In der On-Premise-Welt war die individuelle Anpassung die Regel. Jede Änderung führte jedoch zu technischen Schulden, wodurch jedes Upgrade zu einem separaten, kostspieligen und risikoreichen Projekt wurde.
Die Cloud hat die Spielregeln verändert. In einer Multi-Tenant-Umgebung sind manche Anpassungen nicht mehr möglich, um Stabilität, Sicherheit und kontinuierliche Updates für alle zu gewährleisten. Das ist keine Einschränkung, sondern eine Chance.

Der Paradigmenwechsel: Von der Individualisierung zur Vernetzung
Der Fokus hat sich verlagert von:
- Benutzerdefinierten Code schreiben, um das Verhalten von LN modifizieren
- Ziel: Verwendung von Standardwerkzeugen und APIs zur Erweiterung und Integration von LN in das Unternehmensökosystem.

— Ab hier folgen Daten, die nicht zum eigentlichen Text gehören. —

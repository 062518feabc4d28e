// This Source Code Form is subject to the terms of the Mozilla Public
// License, v. 2.0. If a copy of the MPL was not distributed with this
// file, You can obtain one at https://mozilla.org/MPL/2.0/.

use std::path::Path;
use std::sync::Arc;
use std::time::Duration;

use tracing::{info, warn};
use url::Url;

use crate::config::Config;
use crate::download::{AudioCache, BlobStore, DownloadQueue, EnqueueOutcome, spawn_cache_worker};
use crate::error::{FetchError, ManagerError, StoreError};
use crate::feed::{FeedFetcher, file_path_to_url, is_url, parse_feed, read_feed_file};
use crate::http::HttpClient;
use crate::playback::{AudioOutput, DEFAULT_SAVE_INTERVAL, DEFAULT_SKIP_STEP, PlaybackController};
use crate::progress::{ProgressEvent, SharedProgressReporter};
use crate::search::{DirectoryClient, SearchResult};
use crate::storage::{self, StorageEstimate};
use crate::store::{EpisodeId, NewEpisode, NewPodcast, Podcast, PodcastId, PodcastUpdate, Store};

/// Outcome of refreshing one podcast during [`PodcastManager::refresh_all`]
#[derive(Debug)]
pub struct RefreshOutcome {
    pub podcast: Podcast,
    /// Number of new episodes, or why the refresh failed
    pub result: Result<usize, ManagerError>,
}

/// The application object: owns the store, the download queue and the
/// network clients, and exposes the user-level operations.
///
/// Every operation acknowledges its outcome through the progress reporter.
pub struct PodcastManager<C> {
    store: Arc<Store>,
    fetcher: FeedFetcher<C>,
    directory: DirectoryClient<C>,
    queue: DownloadQueue,
    reporter: SharedProgressReporter,
    save_interval: Duration,
    skip_step: Duration,
}

impl<C> PodcastManager<C>
where
    C: HttpClient + Clone + 'static,
{
    /// Assemble a manager from already opened parts. Spawns the download
    /// queue, so it must run inside a Tokio runtime.
    pub fn new(
        store: Arc<Store>,
        fetcher: FeedFetcher<C>,
        directory: DirectoryClient<C>,
        blobs: Arc<BlobStore>,
        cache: Option<Arc<dyn AudioCache>>,
        reporter: SharedProgressReporter,
    ) -> Self {
        let queue = DownloadQueue::spawn(
            Arc::clone(&store),
            fetcher.client().clone(),
            blobs,
            cache,
            Arc::clone(&reporter),
        );

        Self {
            store,
            fetcher,
            directory,
            queue,
            reporter,
            save_interval: DEFAULT_SAVE_INTERVAL,
            skip_step: DEFAULT_SKIP_STEP,
        }
    }

    /// Settings handed to every [`PlaybackController`] built by [`Self::player`]
    pub fn with_playback(mut self, save_interval: Duration, skip_step: Duration) -> Self {
        self.save_interval = save_interval;
        self.skip_step = skip_step;
        self
    }

    /// Open the database and audio cache under `config.data_dir`, start the
    /// background workers and queue downloads an earlier run left unfinished
    pub async fn open(
        config: &Config,
        client: C,
        reporter: SharedProgressReporter,
    ) -> Result<Self, ManagerError> {
        let store = Arc::new(Store::open(&config.database_path())?);
        let blobs =
            Arc::new(BlobStore::open(config.audio_dir())?.with_quota(config.storage_quota_bytes));

        let fetcher =
            FeedFetcher::with_relays(client.clone(), config.relays.clone(), config.fetch_timeout());
        let directory =
            DirectoryClient::new(fetcher.clone()).with_country(config.search_country.clone());

        let cache = config.use_cache_worker.then(|| {
            let handle = spawn_cache_worker(client, Arc::clone(&blobs))
                .with_timeout(config.cache_timeout());
            Arc::new(handle) as Arc<dyn AudioCache>
        });

        info!(data_dir = %config.data_dir.display(), cache_worker = cache.is_some(), "Opened library");
        let manager = Self::new(store, fetcher, directory, blobs, cache, reporter)
            .with_playback(config.progress_save_interval(), config.skip_step());
        manager.resume_downloads().await?;
        Ok(manager)
    }

    pub fn store(&self) -> &Arc<Store> {
        &self.store
    }

    pub fn queue(&self) -> &DownloadQueue {
        &self.queue
    }

    /// A playback controller over `output` sharing this library's store
    pub fn player(&self, output: Arc<dyn AudioOutput>) -> PlaybackController {
        PlaybackController::new(Arc::clone(&self.store), output, Arc::clone(&self.reporter))
            .with_save_interval(self.save_interval)
            .with_skip_step(self.skip_step)
    }

    /// Subscribe to a feed given as an http(s) URL or a local file path.
    ///
    /// Returns the stored podcast and the number of episodes ingested.
    pub async fn subscribe(&self, source: &str) -> Result<(Podcast, usize), ManagerError> {
        let result = self.subscribe_inner(source).await;
        self.acknowledge("subscribe", result)
    }

    async fn subscribe_inner(&self, source: &str) -> Result<(Podcast, usize), ManagerError> {
        let feed_url = if is_url(source) {
            source.to_string()
        } else {
            file_path_to_url(Path::new(source))
        };

        if self.store.get_podcast_by_feed_url(&feed_url)?.is_some() {
            return Err(StoreError::Constraint {
                entity: "podcast",
                field: "feed_url",
                value: feed_url,
            }
            .into());
        }

        let text = if is_url(source) {
            self.load_feed(&feed_url).await?
        } else {
            read_feed_file(Path::new(source))?
        };
        let parsed = parse_feed(&text, &feed_url)?;

        let podcast = self.store.add_podcast(&NewPodcast::from(&parsed.podcast))?;
        let episodes: Vec<NewEpisode> = parsed
            .episodes
            .iter()
            .map(|episode| NewEpisode::from_feed(podcast.id, episode, podcast.image_url.as_deref()))
            .collect();
        let count = self.store.add_episodes(&episodes)?;

        info!(podcast_id = %podcast.id, title = %podcast.title, episodes = count, "Subscribed");
        self.reporter.report(ProgressEvent::Subscribed {
            podcast_title: podcast.title.clone(),
            episode_count: count,
        });
        Ok((podcast, count))
    }

    /// Fetch the feed again, store unseen episodes and re-sync the podcast
    /// metadata. Returns the number of new episodes.
    pub async fn refresh(&self, podcast_id: PodcastId) -> Result<usize, ManagerError> {
        let result = self.refresh_inner(podcast_id).await;
        self.acknowledge("refresh", result)
    }

    async fn refresh_inner(&self, podcast_id: PodcastId) -> Result<usize, ManagerError> {
        let podcast = self.podcast(podcast_id)?;

        let text = self.load_feed(&podcast.feed_url).await?;
        let parsed = parse_feed(&text, &podcast.feed_url)?;

        let updated = self
            .store
            .update_podcast(podcast_id, &PodcastUpdate::from(&parsed.podcast))?;
        let episodes: Vec<NewEpisode> = parsed
            .episodes
            .iter()
            .map(|episode| NewEpisode::from_feed(podcast_id, episode, updated.image_url.as_deref()))
            .collect();
        let new_episodes = self.store.add_episodes(&episodes)?;

        info!(%podcast_id, new_episodes, "Refreshed");
        self.reporter.report(ProgressEvent::Refreshed {
            podcast_title: updated.title,
            new_episodes,
        });
        Ok(new_episodes)
    }

    /// Refresh every subscription in turn. One failing feed does not stop
    /// the others.
    pub async fn refresh_all(&self) -> Result<Vec<RefreshOutcome>, ManagerError> {
        let podcasts = self.store.get_all_podcasts()?;
        let mut outcomes = Vec::with_capacity(podcasts.len());

        for podcast in podcasts {
            let result = self.refresh(podcast.id).await;
            if let Err(e) = &result {
                warn!(podcast_id = %podcast.id, error = %e, "Refresh failed");
            }
            outcomes.push(RefreshOutcome { podcast, result });
        }
        Ok(outcomes)
    }

    /// Drop a subscription, its episodes, downloads, cached audio and
    /// progress. Returns the number of episodes removed.
    pub async fn unsubscribe(&self, podcast_id: PodcastId) -> Result<usize, ManagerError> {
        let result = self.unsubscribe_inner(podcast_id).await;
        self.acknowledge("unsubscribe", result)
    }

    async fn unsubscribe_inner(&self, podcast_id: PodcastId) -> Result<usize, ManagerError> {
        let podcast = self.podcast(podcast_id)?;

        for episode in self.store.get_episodes_by_podcast(podcast_id)? {
            self.queue.remove(episode.id).await?;
        }
        let removed = self.store.delete_podcast(podcast_id)?;

        self.reporter.report(ProgressEvent::Unsubscribed {
            podcast_title: podcast.title,
        });
        Ok(removed)
    }

    /// Ask the queue for a download of `episode_id`
    pub async fn download(&self, episode_id: EpisodeId) -> Result<EnqueueOutcome, ManagerError> {
        let result = self.download_inner(episode_id).await;
        self.acknowledge("download", result)
    }

    async fn download_inner(&self, episode_id: EpisodeId) -> Result<EnqueueOutcome, ManagerError> {
        let outcome = self.queue.enqueue(episode_id).await?;
        let episode_title = self.episode_title(episode_id);

        let event = match outcome.existing_status() {
            None => ProgressEvent::DownloadQueued { episode_title },
            Some(status) => ProgressEvent::DownloadNotQueued {
                episode_title,
                status,
            },
        };
        self.reporter.report(event);
        Ok(outcome)
    }

    /// Delete the download record and cached audio of `episode_id`.
    /// Returns whether there was anything to remove.
    pub async fn remove_download(&self, episode_id: EpisodeId) -> Result<bool, ManagerError> {
        let result = self.queue.remove(episode_id).await.map_err(ManagerError::from);
        let removed = self.acknowledge("remove download", result)?;

        if removed {
            self.reporter.report(ProgressEvent::DownloadRemoved {
                episode_title: self.episode_title(episode_id),
            });
        }
        Ok(removed)
    }

    /// Queue downloads left pending or in flight by an earlier run
    pub async fn resume_downloads(&self) -> Result<usize, ManagerError> {
        let result = self.queue.resume().await.map_err(ManagerError::from);
        self.acknowledge("resume downloads", result)
    }

    pub async fn search(&self, term: &str, limit: u32) -> Result<Vec<SearchResult>, ManagerError> {
        let result = self.directory.search(term, limit).await.map_err(ManagerError::from);
        self.acknowledge("search", result)
    }

    pub async fn lookup(&self, itunes_id: u64) -> Result<SearchResult, ManagerError> {
        let result = self.directory.lookup(itunes_id).await.map_err(ManagerError::from);
        self.acknowledge("lookup", result)
    }

    pub fn storage_estimate(&self) -> Result<StorageEstimate, ManagerError> {
        let result = storage::estimate(self.queue.blobs(), &self.store).map_err(ManagerError::from);
        self.acknowledge("storage estimate", result)
    }

    /// Fetch a stored feed URL. `file://` subscriptions are read from disk.
    async fn load_feed(&self, feed_url: &str) -> Result<String, FetchError> {
        if let Ok(url) = Url::parse(feed_url)
            && url.scheme() == "file"
            && let Ok(path) = url.to_file_path()
        {
            return read_feed_file(&path);
        }

        self.reporter.report(ProgressEvent::FetchingFeed {
            url: feed_url.to_string(),
        });
        self.fetcher.fetch(feed_url).await
    }

    fn podcast(&self, podcast_id: PodcastId) -> Result<Podcast, StoreError> {
        self.store
            .get_podcast(podcast_id)?
            .ok_or(StoreError::NotFound {
                entity: "podcast",
                id: podcast_id.0,
            })
    }

    fn episode_title(&self, episode_id: EpisodeId) -> String {
        match self.store.get_episode(episode_id) {
            Ok(Some(episode)) => episode.title,
            _ => format!("episode {episode_id}"),
        }
    }

    fn acknowledge<T>(
        &self,
        operation: &str,
        result: Result<T, ManagerError>,
    ) -> Result<T, ManagerError> {
        if let Err(e) = &result {
            self.reporter.report(ProgressEvent::OperationFailed {
                operation: operation.to_string(),
                error: e.to_string(),
            });
        }
        result
    }
}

Unsere Mission lautet nicht mehr „ Wie kann ich diese Sitzung ändern?“ , sondern vielmehr „ Wie lässt sich dieser Informationsfluss von LN zu dieser anderen Anwendung am besten, sicher und skalierbar gestalten? “
Die neue Dreifaltigkeit der Fähigkeiten für den modernen LN-Berater
Während fundiertes Fachwissen weiterhin das Fundament unseres Berufsstandes bildet, erfordert die Cloud eine umfassendere, strategischere Vision. Moderne LN-Berater müssen sich über die reine Anwendungsentwicklung hinaus weiterentwickeln und ihre Prozesskompetenz durch ein ausgeprägtes Verständnis von Integrationsarchitektur und Datenanalyse . Diese ganzheitliche Perspektive ist der Schlüssel zur Entwicklung von Lösungen, die nicht nur funktional, sondern auch intelligent und eng mit dem gesamten Geschäftsökosystem des Kunden vernetzt sind.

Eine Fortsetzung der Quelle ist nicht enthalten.